Task description: Please show each line of the listing where "join" is present.

Task material Start Marker

//! Transport abstraction between docsync peers.
//!
//! The protocol in `docsync-peer` is written against the `Transport`
//! trait only. `LoopbackTransport` is the one concrete implementation
//! shipped here: an in-process pub/sub broker suitable for tests and for
//! embedding docsync in a single process. A real deployment supplies its
//! own `Transport` over whatever wire it likes.

pub mod transport;

pub use transport::{LoopbackNetwork, LoopbackTransport, Transport, TransportError};
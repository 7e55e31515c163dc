//! Content-addressed event model, event graph, and JSON state engine.
//!
//! This crate has no I/O of its own: it is the pure, deterministic core
//! that `docsync-transport` and `docsync-peer` build a protocol on top
//! of, and that `docsync-convert` drives directly for offline document
//! conversion.

pub mod canonical;
pub mod error;
pub mod event;
pub mod graph;
pub mod hash;
pub mod json;
pub mod state;

pub use error::{Error, Result};
pub use event::{delete_args, set_args, ApplyError, Args, Event, EventError};
pub use graph::{Document, EventGraph, GraphError};
pub use hash::{hash, Hash, HashParseError, ROOT_PARENT};
pub use json::{Json, Path, PathConvertError, PathSegment};
pub use state::{Primitive, State, StateError};
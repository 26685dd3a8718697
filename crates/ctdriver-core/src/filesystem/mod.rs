//! Filesystem setup for container isolation.
//!
//! Mount-table changes and root switching performed inside a freshly cloned
//! mount namespace, plus the host-side preparation of mount targets.

pub mod mount;
pub mod root;
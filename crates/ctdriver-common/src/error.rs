//! Unified error types for the ctdriver workspace.
//!
//! Every fallible operation in the isolation layer, the backend and the
//! driver facade reports one of these variants so that callers can tell a
//! missing container apart from a failed syscall.

use std::path::PathBuf;

use thiserror::Error;

/// Top-level error type shared across the workspace.
#[derive(Debug, Error)]
pub enum DriverError {
    /// An I/O operation failed.
    #[error("I/O error at {path}: {source}")]
    Io {
        /// Path where the I/O error occurred.
        path: PathBuf,
        /// Underlying I/O error.
        source: std::io::Error,
    },

    /// A configuration value is invalid.
    #[error("invalid configuration: {message}")]
    Config {
        /// Description of the invalid configuration.
        message: String,
    },

    /// A required resource was not found.
    #[error("{kind} not found: {id}")]
    NotFound {
        /// Type of the missing resource.
        kind: &'static str,
        /// Identifier of the missing resource.
        id: String,
    },

    /// A resource with the same identifier is already registered.
    #[error("{kind} already exists: {id}")]
    AlreadyExists {
        /// Type of the duplicated resource.
        kind: &'static str,
        /// Identifier of the duplicated resource.
        id: String,
    },

    /// A permission or capability error.
    #[error("permission denied: {message}")]
    PermissionDenied {
        /// Description of the denied operation.
        message: String,
    },

    /// The isolation backend rejected an operation.
    #[error("{operation} failed: {message}")]
    Backend {
        /// Backend operation that failed.
        operation: &'static str,
        /// Description of the failure.
        message: String,
    },

    /// A cgroup task list contained something other than a process id.
    #[error("invalid pid '{value}': {source}")]
    InvalidPid {
        /// The offending line of the task file.
        value: String,
        /// Underlying parse error.
        source: std::num::ParseIntError,
    },

    /// Terminal or stdio wiring failed.
    #[error("terminal error: {message}")]
    Terminal {
        /// Description of the failure.
        message: String,
    },

    /// Serialization or deserialization failed.
    #[error("serialization error: {source}")]
    Serialization {
        /// Underlying serialization error.
        #[from]
        source: serde_json::Error,
    },
}

impl DriverError {
    /// Shorthand for an I/O error tied to a path.
    pub fn io(path: impl Into<PathBuf>, source: std::io::Error) -> Self {
        Self::Io {
            path: path.into(),
            source,
        }
    }

    /// Returns `true` when the error reports an unknown resource.
    #[must_use]
    pub const fn is_not_found(&self) -> bool {
        matches!(self, Self::NotFound { .. })
    }
}

/// Convenience alias used throughout the workspace.
pub type Result<T> = std::result::Result<T, DriverError>;
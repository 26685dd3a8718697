//! Isolation backend contract.
//!
//! A [`Session`] is the driver's single handle to the backend; every
//! [`ContainerHandle`] is created or reopened through it. Handles accumulate
//! configuration, then [`ContainerHandle::run`] is the only call that spawns
//! a process.

pub mod native;

use std::path::Path;

use ctdriver_common::error::Result;
use ctdriver_common::types::{ContainerId, ExitStatus, RunState};
use ctdriver_core::namespace::NamespaceConfig;

use crate::command::Mount;
use crate::terminal::ChildStdio;

pub use native::NativeSession;

/// Coarse launch options.
#[derive(Debug, Clone, Copy, PartialEq, Eq)]
pub enum CtOption {
    /// Mount a fresh `/proc` inside the container root before exec.
    AutoProcMount,
}

/// One container's isolation configuration and, once launched, its process.
pub trait ContainerHandle: Send + Sync {
    /// Identifier the handle is registered under.
    fn id(&self) -> &ContainerId;

    /// Appends a mount. Mounts are applied in the order they were added.
    ///
    /// # Errors
    ///
    /// Returns an error if the handle was already launched or the mount is
    /// invalid.
    fn add_mount(&self, mount: &Mount) -> Result<()>;

    /// Enables a launch option.
    ///
    /// # Errors
    ///
    /// Returns an error if the handle was already launched.
    fn set_option(&self, option: CtOption) -> Result<()>;

    /// Sets the directory that becomes the container's `/`.
    ///
    /// # Errors
    ///
    /// Returns an error if the handle was already launched.
    fn set_fs_root(&self, root: &Path) -> Result<()>;

    /// Sets the namespaces the process is created in.
    ///
    /// # Errors
    ///
    /// Returns an error if the handle was already launched.
    fn set_ns_mask(&self, mask: NamespaceConfig) -> Result<()>;

    /// Launches `path` with `argv` and `env` inside the configured
    /// isolation. Without `stdio`, the process uses the mounted console as
    /// its controlling terminal.
    ///
    /// # Errors
    ///
    /// Returns an error if the handle is not fully configured, was already
    /// launched, or the process fails before exec.
    fn run(&self, path: &Path, argv: &[String], env: &[String], stdio: Option<ChildStdio>)
    -> Result<u32>;

    /// Blocks until the launched process exits.
    ///
    /// # Errors
    ///
    /// Returns an error if nothing was launched or reaping fails.
    fn wait(&self) -> Result<ExitStatus>;

    /// Reports whether the launched process is alive.
    ///
    /// # Errors
    ///
    /// Returns an error if the state cannot be determined.
    fn state(&self) -> Result<RunState>;

    /// Kills the launched process.
    ///
    /// # Errors
    ///
    /// Returns an error if nothing was launched or the signal fails.
    fn kill(&self) -> Result<()>;

    /// Unregisters the handle and releases its resources.
    ///
    /// # Errors
    ///
    /// Returns an error if the handle's resources cannot be released.
    fn destroy(&self) -> Result<()>;
}

/// Process-wide handle to the isolation backend.
pub trait Session: Send + Sync {
    /// Registers a new handle for `id`.
    ///
    /// # Errors
    ///
    /// Returns `AlreadyExists` if a handle for `id` is registered.
    fn create_ct(&self, id: &ContainerId) -> Result<Box<dyn ContainerHandle>>;

    /// Reopens the handle registered for `id`.
    ///
    /// # Errors
    ///
    /// Returns `NotFound` if no handle is registered for `id`.
    fn open_ct(&self, id: &ContainerId) -> Result<Box<dyn ContainerHandle>>;
}
//! In-container network interface configuration.
//!
//! Applies precomputed parameters (address, gateway, MTU) to the container's
//! interface with `ip(8)`; allocating those parameters is the caller's job.

use std::net::IpAddr;
use std::process::Command;

use ctdriver_common::error::{DriverError, Result};

/// Interface configured inside the container.
pub const CONTAINER_INTERFACE: &str = "eth0";

/// Precomputed interface parameters.
#[derive(Debug, Clone, Default, PartialEq, Eq)]
pub struct InterfaceConfig {
    /// Address in `ip/prefix` form.
    pub address: Option<String>,
    /// Default gateway address.
    pub gateway: Option<String>,
    /// Link MTU.
    pub mtu: Option<u32>,
}

impl InterfaceConfig {
    /// Returns `true` when there is nothing to configure.
    #[must_use]
    pub const fn is_empty(&self) -> bool {
        self.address.is_none() && self.gateway.is_none() && self.mtu.is_none()
    }

    /// Checks address and gateway syntax.
    ///
    /// # Errors
    ///
    /// Returns a configuration error naming the malformed value.
    pub fn validate(&self) -> Result<()> {
        if let Some(cidr) = &self.address {
            let _ = parse_cidr(cidr)?;
        }
        if let Some(gateway) = &self.gateway {
            let _ = gateway.parse::<IpAddr>().map_err(|e| DriverError::Config {
                message: format!("invalid gateway '{gateway}': {e}"),
            })?;
        }
        Ok(())
    }

    /// The `ip(8)` invocations that apply this configuration to `interface`,
    /// in order.
    #[must_use]
    pub fn commands(&self, interface: &str) -> Vec<Vec<String>> {
        let mut commands = Vec::new();
        let ip = |args: &[&str]| -> Vec<String> {
            std::iter::once("ip")
                .chain(args.iter().copied())
                .map(String::from)
                .collect()
        };

        commands.push(ip(&["link", "set", "lo", "up"]));
        if let Some(cidr) = &self.address {
            commands.push(ip(&["addr", "add", cidr.as_str(), "dev", interface]));
        }
        if let Some(mtu) = self.mtu {
            let mtu = mtu.to_string();
            commands.push(ip(&["link", "set", interface, "mtu", mtu.as_str()]));
        }
        commands.push(ip(&["link", "set", interface, "up"]));
        if let Some(gateway) = &self.gateway {
            commands.push(ip(&[
                "route",
                "add",
                "default",
                "via",
                gateway.as_str(),
                "dev",
                interface,
            ]));
        }
        commands
    }
}

fn parse_cidr(cidr: &str) -> Result<(IpAddr, u8)> {
    let invalid = |why: String| DriverError::Config {
        message: format!("invalid address '{cidr}': {why}"),
    };
    let (addr, prefix) = cidr
        .split_once('/')
        .ok_or_else(|| invalid("missing prefix length".into()))?;
    let addr = addr.parse::<IpAddr>().map_err(|e| invalid(e.to_string()))?;
    let prefix = prefix.parse::<u8>().map_err(|e| invalid(e.to_string()))?;
    let max = if addr.is_ipv4() { 32 } else { 128 };
    if prefix > max {
        return Err(invalid(format!("prefix length above {max}")));
    }
    Ok((addr, prefix))
}

/// Configures the container interface. A no-op for an empty config.
///
/// # Errors
///
/// Returns an error if the config is malformed or an `ip` invocation fails.
pub fn configure_interface(config: &InterfaceConfig) -> Result<()> {
    if config.is_empty() {
        return Ok(());
    }
    config.validate()?;

    for argv in config.commands(CONTAINER_INTERFACE) {
        let (program, args) = argv.split_first().ok_or_else(|| DriverError::Config {
            message: "empty network command".into(),
        })?;
        let output = Command::new(program)
            .args(args)
            .output()
            .map_err(|e| DriverError::io(program, e))?;
        if !output.status.success() {
            return Err(DriverError::Backend {
                operation: "network setup",
                message: format!(
                    "{}: {}",
                    argv.join(" "),
                    String::from_utf8_lossy(&output.stderr).trim()
                ),
            });
        }
    }
    tracing::info!(interface = CONTAINER_INTERFACE, ?config, "network configured");
    Ok(())
}

#[cfg(test)]
mod tests {
    use super::*;

    #[test]
    fn empty_config_is_noop() {
        let config = InterfaceConfig::default();
        assert!(config.is_empty());
        configure_interface(&config).expect("noop");
    }

    #[test]
    fn full_config_command_order() {
        let config = InterfaceConfig {
            address: Some("172.17.0.2/16".into()),
            gateway: Some("172.17.42.1".into()),
            mtu: Some(1500),
        };
        let cmds: Vec<String> = config.commands("eth0").iter().map(|c| c.join(" ")).collect();
        assert_eq!(
            cmds,
            vec![
                "ip link set lo up",
                "ip addr add 172.17.0.2/16 dev eth0",
                "ip link set eth0 mtu 1500",
                "ip link set eth0 up",
                "ip route add default via 172.17.42.1 dev eth0",
            ]
        );
    }

    #[test]
    fn validate_rejects_bad_values() {
        let bad_prefix = InterfaceConfig {
            address: Some("10.0.0.2/33".into()),
            ..InterfaceConfig::default()
        };
        assert!(bad_prefix.validate().is_err());

        let no_prefix = InterfaceConfig {
            address: Some("10.0.0.2".into()),
            ..InterfaceConfig::default()
        };
        assert!(no_prefix.validate().is_err());

        let bad_gateway = InterfaceConfig {
            gateway: Some("gateway".into()),
            ..InterfaceConfig::default()
        };
        assert!(bad_gateway.validate().is_err());
    }

    #[test]
    fn validate_accepts_ipv6() {
        let config = InterfaceConfig {
            address: Some("fd00::2/64".into()),
            gateway: Some("fd00::1".into()),
            mtu: None,
        };
        config.validate().expect("valid");
    }
}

Task material End Marker

Written response:
                    argv.join(" "),
        let cmds: Vec<String> = config.commands("eth0").iter().map(|c| c.join(" ")).collect();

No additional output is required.